Past

Surgical management of the axilla in older women with favorable clinically node-negative breast cancer has been widely debated in recent years. In 2016, the Society of Surgical Oncology’s Choosing Wisely Recommendations were published advising against sentinel node biopsy (SNB) in women older than aged 70 years with hormone receptor-positive (ER+/Her2−) invasive breast cancer. These guidelines were based on randomized trials that demonstrated a lack of survival benefit in performing axillary dissection as well as retrospective studies that revealed no difference in survival with SNB omission.1,2,3,4 However, implementation of this practice has been met with challenges because of concerns regarding potential undertreatment and fears of recurrence. Additionally, there is a paucity of prospective data specifically addressing the utility of sentinel node biopsy in this patient population.

Present

This single-institution, prospective study reports 3-year outcomes of 125 patients aged 65 years and older with clinical T1-2N0 ER+/Her2− invasive breast cancer treated with lumpectomy without SNB.5 Median age was 77 years, and median tumor size was 1 cm. Radiation therapy was performed in 29% of patients, and only 48% of patients were taking hormonal therapy at 2-year follow-up. Despite low utilization of adjuvant therapy, estimated 3-year outcomes were excellent with regional recurrence, disease-free survival, and overall survival rates of 98.2%, 91.2%, and 94.8%, respectively at median follow-up of 36.7 months. Noncompliance with hormonal therapy was the only factor on univariable analysis that was associated with any recurrence.
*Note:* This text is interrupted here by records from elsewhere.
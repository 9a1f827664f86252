use std::future::Future;
use tokio::net::TcpListener;
use tracing::info;

use crate::api::{create_router, AppState};
use crate::config::AppConfig;
use crate::error::Result;
use crate::ml::load_model;
use crate::services::PredictionService;

/// Load the model and assemble handler state.
///
/// Fails with `ModelUnavailable` before anything is bound when the artifact is bad.
pub fn build_state(config: &AppConfig) -> Result<AppState> {
    let model = load_model(&config.model)?;
    let predictor = PredictionService::new(model, config.pricing)?;
    Ok(AppState::new(predictor))
}

/// Start the API server and run until `shutdown` resolves
pub async fn start_api_server<F>(config: &AppConfig, shutdown: F) -> Result<()>
where
    F: Future<Output = ()> + Send + 'static,
{
    let app_state = build_state(config)?;
    let app = create_router(app_state);

    let addr = config.server.bind_addr();
    let listener = TcpListener::bind(&addr).await?;
    info!(
        policy = %config.pricing.policy,
        "API server listening on http://{}",
        listener.local_addr()?
    );

    axum::serve(listener, app)
        .with_graceful_shutdown(shutdown)
        .await?;

    info!("API server stopped");
    Ok(())
}
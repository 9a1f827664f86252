use thiserror::Error;

/// Main error type for the prediction service
#[derive(Error, Debug)]
pub enum AppraiseError {
    // Configuration errors
    #[error("Configuration error: {0}")]
    Config(#[from] config::ConfigError),

    // Serialization errors
    #[error("JSON serialization error: {0}")]
    Json(#[from] serde_json::Error),

    // Model lifecycle errors (startup-fatal)
    #[error("Model unavailable at {path}: {reason}")]
    ModelUnavailable { path: String, reason: String },

    // Per-request errors
    #[error("Invalid input: {0}")]
    InvalidInput(String),

    #[error("Inference failed: {0}")]
    Inference(String),

    // Validation errors
    #[error("Validation failed: {0}")]
    Validation(String),

    // IO errors
    #[error("IO error: {0}")]
    Io(#[from] std::io::Error),

    // Generic errors
    #[error("Internal error: {0}")]
    Internal(String),
}

impl AppraiseError {
    pub fn model_unavailable(path: impl Into<String>, reason: impl ToString) -> Self {
        Self::ModelUnavailable {
            path: path.into(),
            reason: reason.to_string(),
        }
    }

    /// True for errors caused by the caller's payload rather than the service.
    pub fn is_client_error(&self) -> bool {
        matches!(self, Self::InvalidInput(_))
    }
}

/// Result type alias for AppraiseError
pub type Result<T> = std::result::Result<T, AppraiseError>;

#[cfg(test)]
mod tests {
    use super::*;

    #[test]
    fn model_unavailable_names_the_artifact() {
        let err = AppraiseError::model_unavailable("models/house_model.json", "not found");
        assert_eq!(
            err.to_string(),
            "Model unavailable at models/house_model.json: not found"
        );
        assert!(!err.is_client_error());
    }

    #[test]
    fn invalid_input_is_a_client_error() {
        let err = AppraiseError::InvalidInput("expected 8 values, got 3".to_string());
        assert!(err.is_client_error());
        assert!(!AppraiseError::Inference("nan".to_string()).is_client_error());
    }
}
This study provides prospective data that de-escalation of axillary surgery often is accompanied by de-escalation of adjuvant therapy and at 3 years is associated with low rates of recurrence or death. While this report was an interim analysis performed before reaching target accrual of 150, the findings thus far provide support for SNB omission in older patients with small ER+/Her2− tumors, although longer follow-up of more patients is critical to concluding the debate on this topic.

Future

With accumulation of prospective data on this surgical approach, greater acceptance of the Choosing Wisely guidelines should be expected. However, the lack of compliance with adjuvant therapies remains a concern. As new treatment strategies for ER+/Her2− breast cancer, such as CDK4/6 inhibitors, emerge, compliance with adjuvant therapy may change, and indications for SNB may need to be reassessed. More than ever, the multidisciplinary collaboration addressing the preferences and tolerability of therapies in this patient population is paramount.